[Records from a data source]

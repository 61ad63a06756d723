//! In-process stand-in for the proxy daemon.

use std::net::SocketAddr;
use std::sync::{Arc, Mutex, MutexGuard};
use std::time::Duration;

use async_trait::async_trait;
use tokio::net::TcpListener;
use tokio::sync::watch;
use tokio::task::JoinHandle;
use tracing::{debug, info};

use super::{DaemonError, DaemonExit, DaemonHandle, DaemonLauncher, DaemonSpec, ExitSignal};

/// What a mock daemon does once started.
#[derive(Debug, Clone, Copy, Default, PartialEq, Eq)]
pub enum MockBehavior {
    /// Bind the requested address and accept (then drop) connections.
    #[default]
    Listen,
    /// Stay alive without ever listening.
    Unreachable,
    /// Exit with code 1 straight after starting.
    ExitImmediately,
    /// Refuse to start at all.
    FailSpawn,
}

/// Launcher producing [`MockDaemon`]s.
#[derive(Debug, Default)]
pub struct MockLauncher {
    behavior: Mutex<MockBehavior>,
    daemons: Mutex<Vec<Arc<MockDaemon>>>,
}

impl MockLauncher {
    pub fn new() -> Self {
        Self::default()
    }

    pub fn with_behavior(behavior: MockBehavior) -> Self {
        Self {
            behavior: Mutex::new(behavior),
            daemons: Mutex::new(Vec::new()),
        }
    }

    /// Change the behavior of daemons started from now on.
    pub fn set_behavior(&self, behavior: MockBehavior) {
        *lock(&self.behavior) = behavior;
    }

    /// Every daemon started so far, in start order.
    pub fn daemons(&self) -> Vec<Arc<MockDaemon>> {
        lock(&self.daemons).clone()
    }

    /// The most recent daemon started for an instance.
    pub fn daemon_for(&self, instance_id: &str) -> Option<Arc<MockDaemon>> {
        lock(&self.daemons)
            .iter()
            .rev()
            .find(|d| d.instance_id == instance_id)
            .cloned()
    }
}

#[async_trait]
impl DaemonLauncher for MockLauncher {
    async fn spawn(&self, spec: &DaemonSpec) -> Result<Arc<dyn DaemonHandle>, DaemonError> {
        let behavior = *lock(&self.behavior);

        let listener = match behavior {
            MockBehavior::FailSpawn => {
                return Err(DaemonError::Spawn("mock launcher refuses to start".into()));
            }
            MockBehavior::Listen => Some(
                TcpListener::bind(spec.bind)
                    .await
                    .map_err(|e| DaemonError::Spawn(format!("bind {}: {e}", spec.bind)))?,
            ),
            MockBehavior::Unreachable | MockBehavior::ExitImmediately => None,
        };

        let (exit_tx, exit) = ExitSignal::new();
        let accept_task = listener.map(|listener| tokio::spawn(accept_loop(listener)));

        let daemon = Arc::new(MockDaemon {
            instance_id: spec.instance_id.clone(),
            bind: spec.bind,
            exit_tx,
            exit,
            accept_task: Mutex::new(accept_task),
        });

        info!(
            instance_id = %spec.instance_id,
            bind = %spec.bind,
            behavior = ?behavior,
            "[MOCK] Started proxy daemon"
        );

        if behavior == MockBehavior::ExitImmediately {
            daemon.finish(DaemonExit::code(1));
        }

        lock(&self.daemons).push(Arc::clone(&daemon));
        Ok(daemon)
    }
}

/// A fake daemon started by [`MockLauncher`].
#[derive(Debug)]
pub struct MockDaemon {
    instance_id: String,
    bind: SocketAddr,
    exit_tx: watch::Sender<Option<DaemonExit>>,
    exit: ExitSignal,
    accept_task: Mutex<Option<JoinHandle<()>>>,
}

impl MockDaemon {
    pub fn instance_id(&self) -> &str {
        &self.instance_id
    }

    pub fn bind(&self) -> SocketAddr {
        self.bind
    }

    /// Simulate the daemon dying on its own.
    pub fn crash(&self, code: i32) {
        self.finish(DaemonExit::code(code));
    }

    fn finish(&self, exit: DaemonExit) {
        if let Some(task) = lock(&self.accept_task).take() {
            task.abort();
        }
        let published = self.exit_tx.send_if_modified(|current| {
            if current.is_none() {
                *current = Some(exit);
                true
            } else {
                false
            }
        });
        if published {
            debug!(instance_id = %self.instance_id, exit = %exit, "[MOCK] Daemon exited");
        }
    }
}

#[async_trait]
impl DaemonHandle for MockDaemon {
    fn pid(&self) -> Option<u32> {
        None
    }

    fn is_running(&self) -> bool {
        self.exit.exited().is_none()
    }

    fn terminate(&self) -> Result<(), DaemonError> {
        self.finish(DaemonExit::signal(15));
        Ok(())
    }

    async fn wait(&self) -> DaemonExit {
        self.exit.wait().await
    }
}

async fn accept_loop(listener: TcpListener) {
    loop {
        match listener.accept().await {
            Ok((stream, _)) => drop(stream),
            Err(e) => {
                debug!(error = %e, "[MOCK] Accept failed");
                tokio::time::sleep(Duration::from_millis(10)).await;
            }
        }
    }
}

fn lock<T>(mutex: &Mutex<T>) -> MutexGuard<'_, T> {
    mutex.lock().unwrap_or_else(|poisoned| poisoned.into_inner())
}

#[cfg(test)]
mod tests {
    use super::*;
    use crate::daemon::DaemonFiles;
    use tokio::net::TcpStream;

    fn spec(bind: &str) -> DaemonSpec {
        DaemonSpec {
            instance_id: format!("mock-{bind}"),
            bind: bind.parse().unwrap(),
            files: DaemonFiles::for_instance(std::path::Path::new("/tmp"), "mock"),
        }
    }

    #[tokio::test]
    async fn test_listening_daemon_accepts_connections() {
        let launcher = MockLauncher::new();
        let handle = launcher.spawn(&spec("127.0.0.1:0")).await.unwrap();
        assert!(handle.is_running());

        let daemon = launcher.daemons().pop().unwrap();
        assert_eq!(daemon.instance_id(), "mock-127.0.0.1:0");
        handle.terminate().unwrap();
        assert_eq!(handle.wait().await, DaemonExit::signal(15));
    }

    #[tokio::test]
    async fn test_crash_is_observed_by_waiters() {
        let launcher = MockLauncher::new();
        let handle = launcher.spawn(&spec("127.0.0.1:0")).await.unwrap();

        let waiter = tokio::spawn({
            let handle = Arc::clone(&handle);
            async move { handle.wait().await }
        });
        launcher.daemon_for("mock-127.0.0.1:0").unwrap().crash(7);

        assert_eq!(waiter.await.unwrap(), DaemonExit::code(7));
        // A later terminate does not overwrite the recorded exit.
        handle.terminate().unwrap();
        assert_eq!(handle.wait().await, DaemonExit::code(7));
    }

    #[tokio::test]
    async fn test_unreachable_daemon_does_not_listen() {
        let probe = std::net::TcpListener::bind("127.0.0.1:0").unwrap();
        let addr = probe.local_addr().unwrap();
        drop(probe);

        let launcher = MockLauncher::with_behavior(MockBehavior::Unreachable);
        let handle = launcher.spawn(&spec(&addr.to_string())).await.unwrap();
        assert!(handle.is_running());
        assert!(TcpStream::connect(addr).await.is_err());
    }

    #[tokio::test]
    async fn test_exit_immediately_and_fail_spawn() {
        let launcher = MockLauncher::with_behavior(MockBehavior::ExitImmediately);
        let handle = launcher.spawn(&spec("127.0.0.1:0")).await.unwrap();
        assert!(!handle.is_running());

        launcher.set_behavior(MockBehavior::FailSpawn);
        assert!(launcher.spawn(&spec("127.0.0.1:0")).await.is_err());
        assert_eq!(launcher.daemons().len(), 1);
    }
}
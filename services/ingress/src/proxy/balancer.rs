//! Endpoint set and round-robin selection.
//!
//! The endpoint list is rebuilt in full from the registry view on every
//! update. Rebuilt endpoints start healthy; health marks from probes and
//! forwarding failures only live until the next rebuild.
//!
//! Selection is round robin over the healthy subset using one process-wide
//! counter. Reading the subset and bumping the counter are not atomic
//! together, so concurrent selections may both land on the same endpoint.

use std::net::SocketAddr;
use std::sync::atomic::{AtomicU64, Ordering};
use std::sync::Arc;
use std::time::Duration;

use chrono::{DateTime, Utc};
use pv6_models::NodeReport;
use serde::Serialize;
use tokio::net::TcpStream;
use tokio::sync::{watch, RwLock};
use tokio::task::JoinSet;
use tokio::time::timeout;
use tracing::{debug, info, warn};

use crate::error::BalancerError;

/// Default timeout of one health probe.
pub const DEFAULT_PROBE_TIMEOUT: Duration = Duration::from_secs(5);

/// One upstream proxy as seen by the ingress.
#[derive(Debug, Clone, PartialEq, Eq, Serialize)]
pub struct ProxyEndpoint {
    /// Node that reported the proxy.
    pub node_id: String,
    /// Where to dial the proxy.
    pub address: SocketAddr,
    pub healthy: bool,
    pub last_check: DateTime<Utc>,
}

struct EndpointSet {
    /// Bumped on every rebuild so stale probe results can be dropped.
    generation: u64,
    endpoints: Vec<ProxyEndpoint>,
}

/// Round-robin load balancer over the cluster's running proxies.
pub struct LoadBalancer {
    endpoints: RwLock<EndpointSet>,
    /// Round-robin counter.
    rr_counter: AtomicU64,
    probe_timeout: Duration,
}

impl LoadBalancer {
    pub fn new() -> Self {
        Self::with_timeout(DEFAULT_PROBE_TIMEOUT)
    }

    /// Create a balancer with a custom probe timeout.
    pub fn with_timeout(probe_timeout: Duration) -> Self {
        Self {
            endpoints: RwLock::new(EndpointSet {
                generation: 0,
                endpoints: Vec::new(),
            }),
            rr_counter: AtomicU64::new(0),
            probe_timeout,
        }
    }

    /// Replace the endpoint list with every running instance in `reports`.
    ///
    /// Order follows `reports`, then each report's instance order.
    pub async fn update_endpoints(&self, reports: &[NodeReport]) {
        let now = Utc::now();
        let endpoints: Vec<ProxyEndpoint> = reports
            .iter()
            .flat_map(|report| {
                report.running().map(move |instance| ProxyEndpoint {
                    node_id: report.node_id.clone(),
                    address: instance.socket_addr(),
                    healthy: true,
                    last_check: now,
                })
            })
            .collect();

        let mut set = self.endpoints.write().await;
        set.generation += 1;
        set.endpoints = endpoints;

        info!(
            nodes = reports.len(),
            endpoints = set.endpoints.len(),
            "Updated proxy endpoints"
        );
    }

    /// Pick the next healthy endpoint.
    pub async fn select_endpoint(&self) -> Result<ProxyEndpoint, BalancerError> {
        let set = self.endpoints.read().await;
        if set.endpoints.is_empty() {
            return Err(BalancerError::NoProxyAvailable);
        }

        let healthy: Vec<&ProxyEndpoint> = set.endpoints.iter().filter(|e| e.healthy).collect();
        if healthy.is_empty() {
            return Err(BalancerError::NoHealthyProxyAvailable);
        }

        let n = self.rr_counter.fetch_add(1, Ordering::Relaxed);
        let index = (n % healthy.len() as u64) as usize;
        Ok(healthy[index].clone())
    }

    /// Mark every endpoint dialed at `address` unhealthy.
    pub async fn mark_unhealthy(&self, address: SocketAddr) {
        let mut set = self.endpoints.write().await;
        let now = Utc::now();
        for endpoint in set.endpoints.iter_mut().filter(|e| e.address == address) {
            endpoint.healthy = false;
            endpoint.last_check = now;
            warn!(address = %address, node_id = %endpoint.node_id, "Marked proxy unhealthy");
        }
    }

    /// Snapshot of the current endpoint list.
    pub async fn endpoints(&self) -> Vec<ProxyEndpoint> {
        self.endpoints.read().await.endpoints.clone()
    }

    /// Number of endpoints, and how many of them are healthy.
    pub async fn counts(&self) -> (usize, usize) {
        let set = self.endpoints.read().await;
        let healthy = set.endpoints.iter().filter(|e| e.healthy).count();
        (set.endpoints.len(), healthy)
    }

    /// Probe every endpoint once, concurrently.
    ///
    /// Results for a list that was replaced while probing are discarded.
    pub async fn probe_all(&self) {
        let (generation, targets) = {
            let set = self.endpoints.read().await;
            let targets: Vec<SocketAddr> = set.endpoints.iter().map(|e| e.address).collect();
            (set.generation, targets)
        };

        let mut probes = JoinSet::new();
        for (index, address) in targets.into_iter().enumerate() {
            let probe_timeout = self.probe_timeout;
            probes.spawn(async move {
                let result = match timeout(probe_timeout, TcpStream::connect(address)).await {
                    Ok(Ok(_)) => Ok(()),
                    Ok(Err(e)) => Err(e.to_string()),
                    Err(_) => Err("connect timeout".to_string()),
                };
                (index, address, result)
            });
        }

        while let Some(joined) = probes.join_next().await {
            let Ok((index, address, result)) = joined else {
                continue;
            };

            let mut set = self.endpoints.write().await;
            if set.generation != generation {
                debug!(address = %address, "Endpoint list replaced, dropping probe result");
                continue;
            }
            let Some(endpoint) = set.endpoints.get_mut(index) else {
                continue;
            };

            endpoint.last_check = Utc::now();
            match result {
                Ok(()) => {
                    if !endpoint.healthy {
                        info!(address = %address, "Proxy recovered");
                    }
                    endpoint.healthy = true;
                }
                Err(e) => {
                    endpoint.healthy = false;
                    warn!(address = %address, error = %e, "Proxy failed health check");
                }
            }
        }
    }

    /// Probe all endpoints every `interval` until shutdown.
    pub async fn run_health_checks(
        self: Arc<Self>,
        interval: Duration,
        mut shutdown: watch::Receiver<bool>,
    ) {
        info!(interval_secs = interval.as_secs(), "Starting proxy health checks");
        let mut ticker = tokio::time::interval(interval);
        // The first tick fires immediately; endpoints start healthy anyway.
        ticker.tick().await;

        loop {
            tokio::select! {
                _ = ticker.tick() => self.probe_all().await,
                changed = shutdown.changed() => {
                    if changed.is_err() || *shutdown.borrow() {
                        info!("Health checks shutting down");
                        break;
                    }
                }
            }
        }
    }
}

impl Default for LoadBalancer {
    fn default() -> Self {
        Self::new()
    }
}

» How to complete this task:
For the word "index", show every line of the entries that holds it.

» Response to the exercise:
        let index = (n % healthy.len() as u64) as usize;
        Ok(healthy[index].clone())
        for (index, address) in targets.into_iter().enumerate() {
                (index, address, result)
            let Ok((index, address, result)) = joined else {
            let Some(endpoint) = set.endpoints.get_mut(index) else {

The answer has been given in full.